Aim of the exercise – Only the lines below from the one containing "filename crates/cycletrack-core/src/scalars.rs" to the one containing "Lifetime counter value" should be repeated, both included and unchanged.

[Dataset entries]

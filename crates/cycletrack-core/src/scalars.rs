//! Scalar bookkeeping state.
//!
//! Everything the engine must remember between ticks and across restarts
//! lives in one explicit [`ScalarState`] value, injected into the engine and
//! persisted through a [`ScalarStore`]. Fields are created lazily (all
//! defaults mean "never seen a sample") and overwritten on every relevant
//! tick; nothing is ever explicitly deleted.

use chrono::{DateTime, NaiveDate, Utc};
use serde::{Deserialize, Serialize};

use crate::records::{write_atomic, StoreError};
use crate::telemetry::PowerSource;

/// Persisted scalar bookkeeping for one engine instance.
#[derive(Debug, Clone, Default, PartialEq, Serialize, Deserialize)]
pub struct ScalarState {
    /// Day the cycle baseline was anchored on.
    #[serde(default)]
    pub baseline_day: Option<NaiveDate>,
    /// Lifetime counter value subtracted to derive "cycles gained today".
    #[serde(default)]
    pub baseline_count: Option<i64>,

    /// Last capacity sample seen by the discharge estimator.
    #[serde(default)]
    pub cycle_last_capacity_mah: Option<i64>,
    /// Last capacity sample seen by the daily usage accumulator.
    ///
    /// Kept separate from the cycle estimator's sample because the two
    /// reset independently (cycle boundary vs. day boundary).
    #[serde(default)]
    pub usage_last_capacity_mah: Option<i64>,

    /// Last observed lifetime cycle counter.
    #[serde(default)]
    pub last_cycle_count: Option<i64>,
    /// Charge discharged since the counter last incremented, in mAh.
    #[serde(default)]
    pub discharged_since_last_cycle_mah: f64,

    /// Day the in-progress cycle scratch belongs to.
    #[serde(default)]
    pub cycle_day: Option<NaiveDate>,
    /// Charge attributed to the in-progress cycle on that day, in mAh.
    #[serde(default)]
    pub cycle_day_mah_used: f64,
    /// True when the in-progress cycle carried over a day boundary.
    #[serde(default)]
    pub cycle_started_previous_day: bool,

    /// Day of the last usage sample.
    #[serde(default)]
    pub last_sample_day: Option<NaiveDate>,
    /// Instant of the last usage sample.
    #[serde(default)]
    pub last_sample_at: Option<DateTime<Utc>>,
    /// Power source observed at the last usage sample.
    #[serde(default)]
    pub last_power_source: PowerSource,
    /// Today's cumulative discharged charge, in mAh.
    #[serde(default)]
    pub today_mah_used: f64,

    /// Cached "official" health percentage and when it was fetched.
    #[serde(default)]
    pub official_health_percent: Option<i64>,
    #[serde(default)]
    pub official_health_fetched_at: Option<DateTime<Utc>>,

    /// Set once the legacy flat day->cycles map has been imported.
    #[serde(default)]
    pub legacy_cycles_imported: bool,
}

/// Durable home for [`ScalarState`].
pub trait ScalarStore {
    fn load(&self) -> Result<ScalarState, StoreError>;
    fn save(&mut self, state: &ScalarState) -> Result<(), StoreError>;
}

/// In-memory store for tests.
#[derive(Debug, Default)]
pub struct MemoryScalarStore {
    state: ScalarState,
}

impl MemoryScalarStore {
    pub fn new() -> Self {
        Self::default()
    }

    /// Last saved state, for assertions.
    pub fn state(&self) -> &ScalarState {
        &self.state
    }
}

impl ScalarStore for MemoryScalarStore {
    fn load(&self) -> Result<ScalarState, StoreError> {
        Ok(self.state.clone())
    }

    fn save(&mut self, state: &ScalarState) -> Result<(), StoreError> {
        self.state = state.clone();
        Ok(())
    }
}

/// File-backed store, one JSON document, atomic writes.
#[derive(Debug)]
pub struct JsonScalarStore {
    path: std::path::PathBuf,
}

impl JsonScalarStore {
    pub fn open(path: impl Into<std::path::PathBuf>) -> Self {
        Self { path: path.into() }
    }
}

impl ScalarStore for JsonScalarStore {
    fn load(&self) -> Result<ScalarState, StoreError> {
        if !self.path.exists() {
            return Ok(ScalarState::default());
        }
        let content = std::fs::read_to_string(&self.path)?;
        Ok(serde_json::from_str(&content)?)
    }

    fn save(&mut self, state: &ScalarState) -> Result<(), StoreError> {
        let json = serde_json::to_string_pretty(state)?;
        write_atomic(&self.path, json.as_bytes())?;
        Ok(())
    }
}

==

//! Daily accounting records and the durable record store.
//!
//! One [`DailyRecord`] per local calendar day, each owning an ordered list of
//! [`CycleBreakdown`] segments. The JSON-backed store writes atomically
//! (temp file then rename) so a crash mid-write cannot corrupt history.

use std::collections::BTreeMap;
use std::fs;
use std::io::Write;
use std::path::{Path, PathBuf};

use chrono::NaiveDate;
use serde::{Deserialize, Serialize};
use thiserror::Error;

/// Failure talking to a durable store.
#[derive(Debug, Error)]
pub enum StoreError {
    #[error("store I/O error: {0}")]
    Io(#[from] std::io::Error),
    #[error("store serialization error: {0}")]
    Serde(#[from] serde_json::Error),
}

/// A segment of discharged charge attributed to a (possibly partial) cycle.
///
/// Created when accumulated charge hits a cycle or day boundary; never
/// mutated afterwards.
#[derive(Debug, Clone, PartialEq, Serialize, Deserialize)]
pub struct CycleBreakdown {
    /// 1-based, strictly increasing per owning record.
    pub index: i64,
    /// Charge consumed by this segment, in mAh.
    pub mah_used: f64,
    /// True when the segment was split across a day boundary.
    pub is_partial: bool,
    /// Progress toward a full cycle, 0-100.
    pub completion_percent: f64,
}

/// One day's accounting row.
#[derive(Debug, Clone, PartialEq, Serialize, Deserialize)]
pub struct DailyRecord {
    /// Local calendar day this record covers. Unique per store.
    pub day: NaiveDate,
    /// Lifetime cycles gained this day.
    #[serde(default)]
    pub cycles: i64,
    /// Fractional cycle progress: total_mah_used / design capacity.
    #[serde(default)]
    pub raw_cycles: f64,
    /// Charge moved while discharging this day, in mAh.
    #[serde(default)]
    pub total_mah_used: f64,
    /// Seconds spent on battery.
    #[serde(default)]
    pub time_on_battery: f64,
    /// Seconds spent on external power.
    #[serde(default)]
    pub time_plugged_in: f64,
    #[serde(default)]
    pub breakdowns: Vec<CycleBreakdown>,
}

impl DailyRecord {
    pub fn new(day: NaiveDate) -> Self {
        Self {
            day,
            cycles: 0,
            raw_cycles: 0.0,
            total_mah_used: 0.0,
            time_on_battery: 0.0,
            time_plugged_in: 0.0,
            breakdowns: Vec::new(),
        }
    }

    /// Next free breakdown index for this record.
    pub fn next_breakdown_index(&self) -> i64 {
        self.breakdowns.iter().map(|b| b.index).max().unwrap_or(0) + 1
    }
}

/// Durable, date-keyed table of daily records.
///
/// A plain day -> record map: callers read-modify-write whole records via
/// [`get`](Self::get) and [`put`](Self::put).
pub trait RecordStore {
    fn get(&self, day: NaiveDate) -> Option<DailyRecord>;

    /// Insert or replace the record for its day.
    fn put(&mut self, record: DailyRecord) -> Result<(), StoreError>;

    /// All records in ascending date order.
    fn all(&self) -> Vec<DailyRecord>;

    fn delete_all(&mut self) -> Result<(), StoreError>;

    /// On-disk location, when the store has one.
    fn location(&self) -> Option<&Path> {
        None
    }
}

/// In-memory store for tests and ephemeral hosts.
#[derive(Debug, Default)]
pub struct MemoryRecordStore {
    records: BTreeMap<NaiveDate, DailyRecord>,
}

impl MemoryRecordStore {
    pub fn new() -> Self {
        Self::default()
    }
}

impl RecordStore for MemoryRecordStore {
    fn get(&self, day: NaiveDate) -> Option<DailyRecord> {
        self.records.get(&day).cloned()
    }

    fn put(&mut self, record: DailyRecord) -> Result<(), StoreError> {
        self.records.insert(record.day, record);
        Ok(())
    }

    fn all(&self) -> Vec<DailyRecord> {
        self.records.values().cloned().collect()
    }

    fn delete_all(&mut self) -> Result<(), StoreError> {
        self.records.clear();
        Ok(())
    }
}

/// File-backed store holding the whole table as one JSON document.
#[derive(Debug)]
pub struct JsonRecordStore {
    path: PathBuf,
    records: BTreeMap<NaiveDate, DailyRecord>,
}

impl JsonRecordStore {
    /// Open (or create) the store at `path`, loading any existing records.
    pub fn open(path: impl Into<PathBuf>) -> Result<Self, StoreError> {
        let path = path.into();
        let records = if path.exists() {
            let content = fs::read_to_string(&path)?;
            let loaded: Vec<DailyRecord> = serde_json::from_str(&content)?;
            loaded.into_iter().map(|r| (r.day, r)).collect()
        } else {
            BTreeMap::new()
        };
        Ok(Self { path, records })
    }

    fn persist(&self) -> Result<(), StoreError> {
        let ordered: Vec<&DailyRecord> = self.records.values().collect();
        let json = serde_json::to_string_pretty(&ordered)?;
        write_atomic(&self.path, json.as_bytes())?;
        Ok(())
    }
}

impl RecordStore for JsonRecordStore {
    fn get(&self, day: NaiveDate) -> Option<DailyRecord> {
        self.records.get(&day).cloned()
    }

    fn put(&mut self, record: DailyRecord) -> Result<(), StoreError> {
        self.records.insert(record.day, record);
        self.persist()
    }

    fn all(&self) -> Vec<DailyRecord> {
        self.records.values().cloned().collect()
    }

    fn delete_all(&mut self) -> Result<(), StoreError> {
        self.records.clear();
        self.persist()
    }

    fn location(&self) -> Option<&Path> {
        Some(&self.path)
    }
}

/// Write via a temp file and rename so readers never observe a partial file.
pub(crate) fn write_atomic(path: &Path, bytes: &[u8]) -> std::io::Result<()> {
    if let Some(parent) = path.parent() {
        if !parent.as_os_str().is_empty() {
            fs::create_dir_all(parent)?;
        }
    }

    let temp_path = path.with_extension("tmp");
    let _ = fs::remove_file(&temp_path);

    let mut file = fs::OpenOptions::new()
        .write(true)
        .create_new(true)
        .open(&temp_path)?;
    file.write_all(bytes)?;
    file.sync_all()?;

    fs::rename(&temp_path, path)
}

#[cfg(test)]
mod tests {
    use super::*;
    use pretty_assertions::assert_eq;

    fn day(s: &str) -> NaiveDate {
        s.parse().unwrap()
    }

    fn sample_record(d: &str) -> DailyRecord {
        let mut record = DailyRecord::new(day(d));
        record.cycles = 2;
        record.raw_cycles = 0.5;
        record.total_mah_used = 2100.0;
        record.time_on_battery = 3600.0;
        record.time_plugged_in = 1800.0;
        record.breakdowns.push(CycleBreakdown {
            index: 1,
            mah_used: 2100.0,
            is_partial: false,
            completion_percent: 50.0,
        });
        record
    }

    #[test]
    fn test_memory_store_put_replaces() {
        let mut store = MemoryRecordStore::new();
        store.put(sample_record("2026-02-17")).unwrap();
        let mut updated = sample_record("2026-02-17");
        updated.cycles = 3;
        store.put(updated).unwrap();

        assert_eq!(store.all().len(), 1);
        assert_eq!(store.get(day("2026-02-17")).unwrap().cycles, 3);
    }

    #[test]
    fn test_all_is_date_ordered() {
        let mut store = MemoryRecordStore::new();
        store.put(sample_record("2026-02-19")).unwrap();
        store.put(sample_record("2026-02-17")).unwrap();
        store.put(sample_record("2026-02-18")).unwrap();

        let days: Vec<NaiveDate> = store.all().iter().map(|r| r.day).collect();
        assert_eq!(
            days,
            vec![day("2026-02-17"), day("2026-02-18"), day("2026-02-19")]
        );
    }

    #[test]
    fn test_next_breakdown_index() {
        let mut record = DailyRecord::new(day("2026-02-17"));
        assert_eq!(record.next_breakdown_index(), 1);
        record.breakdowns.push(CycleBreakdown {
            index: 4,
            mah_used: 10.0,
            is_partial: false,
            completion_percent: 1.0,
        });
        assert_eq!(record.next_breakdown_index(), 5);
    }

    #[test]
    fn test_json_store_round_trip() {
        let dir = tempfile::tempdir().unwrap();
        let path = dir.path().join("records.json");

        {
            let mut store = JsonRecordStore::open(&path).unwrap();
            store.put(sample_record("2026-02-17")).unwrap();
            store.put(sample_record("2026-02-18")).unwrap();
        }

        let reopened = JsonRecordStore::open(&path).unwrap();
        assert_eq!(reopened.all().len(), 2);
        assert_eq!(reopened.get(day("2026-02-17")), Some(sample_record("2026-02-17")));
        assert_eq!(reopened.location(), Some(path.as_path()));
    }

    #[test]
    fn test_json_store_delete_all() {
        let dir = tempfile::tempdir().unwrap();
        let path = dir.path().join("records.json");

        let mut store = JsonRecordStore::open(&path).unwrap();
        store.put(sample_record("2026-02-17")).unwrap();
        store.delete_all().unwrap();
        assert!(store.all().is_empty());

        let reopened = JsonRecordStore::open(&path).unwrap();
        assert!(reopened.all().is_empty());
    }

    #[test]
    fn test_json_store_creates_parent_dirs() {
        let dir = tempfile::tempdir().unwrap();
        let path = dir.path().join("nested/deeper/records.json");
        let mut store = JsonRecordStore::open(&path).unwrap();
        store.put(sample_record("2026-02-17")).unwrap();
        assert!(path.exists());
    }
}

Output of the task –
filename crates/cycletrack-core/src/scalars.rs
//! Scalar bookkeeping state.
//!
//! Everything the engine must remember between ticks and across restarts
//! lives in one explicit [`ScalarState`] value, injected into the engine and
//! persisted through a [`ScalarStore`]. Fields are created lazily (all
//! defaults mean "never seen a sample") and overwritten on every relevant
//! tick; nothing is ever explicitly deleted.

use chrono::{DateTime, NaiveDate, Utc};
use serde::{Deserialize, Serialize};

use crate::records::{write_atomic, StoreError};
use crate::telemetry::PowerSource;

/// Persisted scalar bookkeeping for one engine instance.
#[derive(Debug, Clone, Default, PartialEq, Serialize, Deserialize)]
pub struct ScalarState {
    /// Day the cycle baseline was anchored on.
    #[serde(default)]
    pub baseline_day: Option<NaiveDate>,
    /// Lifetime counter value subtracted to derive "cycles gained today".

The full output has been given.